As soon as we were made aware of this issue, we started working with Caddy founder, Matt Holt, to come up with a solution and re-issue the certificates.
There may have been a slight drop in traffic for anyone using our old custom domain solution, and we apologize for that. This was out of our hands completely and we moved as swiftly as possible.
On a related note, nobody should be using our old custom domain solution. We have a brand new, globally distributed, rapid-fast custom domain solution that we launched last year. We will likely maintain the old infrastructure for the rest of 2022, but we really do advise that you move ASAP.Posted at 1:03pm PT
Infrastructure upgrades Resolved
We performed some upgrades to our default Fathom script (cdn.usefathom.com) on the 11th October 2021. We moved the ingest endpoint to a new CDN, with added security and global availability (to improve performance worldwide).
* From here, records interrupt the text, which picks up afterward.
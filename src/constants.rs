//! Central constants for the on-disk posting list format
//!
//! Magic numbers, format versions and layout alignment used by the file-backed
//! store and the consolidator live here so both sides agree on one definition.

/// File format magic numbers used for file type identification
pub mod magic {
    /// On-disk inverted list file magic bytes
    pub const INVERTED_LISTS: &[u8; 4] = b"IVFL";

    /// Generic test magic bytes used in unit tests
    #[cfg(test)]
    pub const TEST_GENERIC: &[u8; 4] = b"TEST";
}

/// Format versions
pub mod version {
    /// Current on-disk inverted list format version
    pub const INVERTED_LISTS: u32 = 1;
}

/// Layout parameters of the on-disk store
pub mod layout {
    /// Bytes occupied by the identifier of every record
    pub const ID_SIZE: usize = 8;

    /// Alignment of the list data area and of every list region
    pub const DATA_ALIGNMENT: usize = 64;

    /// Initial capacity (entries) reserved for a list on its first append
    pub const DEFAULT_INITIAL_LIST_CAPACITY: usize = 16;

    /// Minimum growth step when the mapped file has to be extended
    pub const MIN_FILE_GROWTH: usize = 64 * 1024;
}

/// Round `value` up to the next multiple of `alignment` (a power of two)
pub const fn align_up(value: usize, alignment: usize) -> usize {
    (value + alignment - 1) & !(alignment - 1)
}
//! Sharded index with merge orchestration
//!
//! [`ShardedIndex`] owns an ordered collection of shards, each behind its own
//! `RwLock`. Adds are split into contiguous blocks, one per shard, and run on the
//! rayon pool; searches fan out to every shard under read locks and the per-shard
//! answers are combined by a k-way merge. Two merge paths collapse the shards:
//!
//! - [`ShardedIndex::merge_into_first`] moves every shard's entries into shard 0
//!   with the pairwise [`ShardMerger`]
//! - [`ShardedIndex::consolidate_on_disk`] streams every shard's lists into one
//!   file with [`OnDiskConsolidator`] and installs it as shard 0's store
//!
//! Both hold write locks on every shard, acquired in index order, for the whole
//! operation, validate every shard before the first entry moves, and recompute
//! the index totals from the shards afterwards. A merge that fails part way is
//! rolled back and leaves every shard as it was.
//!
//! Shards are registered either as IVF shards, which expose a posting store and
//! can be merged, or as opaque [`SearchShard`] implementations that only take
//! part in add and search. The capability is fixed at registration.

use crate::config::ShardedIndexConfig;
use crate::consolidator::OnDiskConsolidator;
use crate::distance::DistanceMetric;
use crate::error::IvfError;
use crate::merger::ShardMerger;
use crate::posting_store::PostingStore;
use crate::search_coordinator::merge_shard_results;
use crate::shard::{vector_count, IvfShard, SearchShard};
use crate::structures::{Idx, SearchResults, MISSING_LABEL};
use parking_lot::{MappedRwLockReadGuard, RwLock, RwLockReadGuard, RwLockWriteGuard};
use rayon::prelude::*;
use std::path::Path;
use std::sync::Arc;
use tracing::{debug, info, warn};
For 1-2 hours during this move, whilst DNS was propogating, we had some incorrect configuration on our new CDN which meant that not all pageviews were being tracked. So for customers who aren't using custom domains, you'll see that your pageviews will have dropped during that time. Unfortunately, we have no way of "back-filling" missing pageviews, as we don't keep any kind of access logs.
Again, customers who are using custom domains were not affected. However, folks using our default Fathom script will notice a slight drop during that period. The reason this issue wasn't caught sooner is because we monitor for downtime, not incorrect configurations, and the response wasn't technically broken. And then the reason why some pageviews were collected and some weren't was down to the fact that global DNS propogation takes time, meaning some of your website visitors were hitting our old infrastructure, whilst some will have hit the new infrastructure.
Following this, we're going to be implementing changes around testing. We'll now be monitoring end to end, ensuring that the pageview is collected and that it appears in our database. Clearly monitoring for uptime alone isn't enough, and we need full, 24/7, minute by minute checks for the full end-to-end process. When testing manually, we had assumed the DNS had propogated, but it was still hitting the old servers. We apologize to everyone affected here.Posted at 1:30pm PT
Spam/DDoS attack Resolved
Today, we tried out some new rules that were meant to reduce the strictness of our firewall. Unfortunately, the rule change meant huge amounts of spam was able to pass through, and we had to make a snap decision to go with a nuclear option, which was to clear the queue backlog (around 6 million pageviews), as 99% of traffic coming in was spam. Because of this, some sites lost up to 1.5 hours of traffic data.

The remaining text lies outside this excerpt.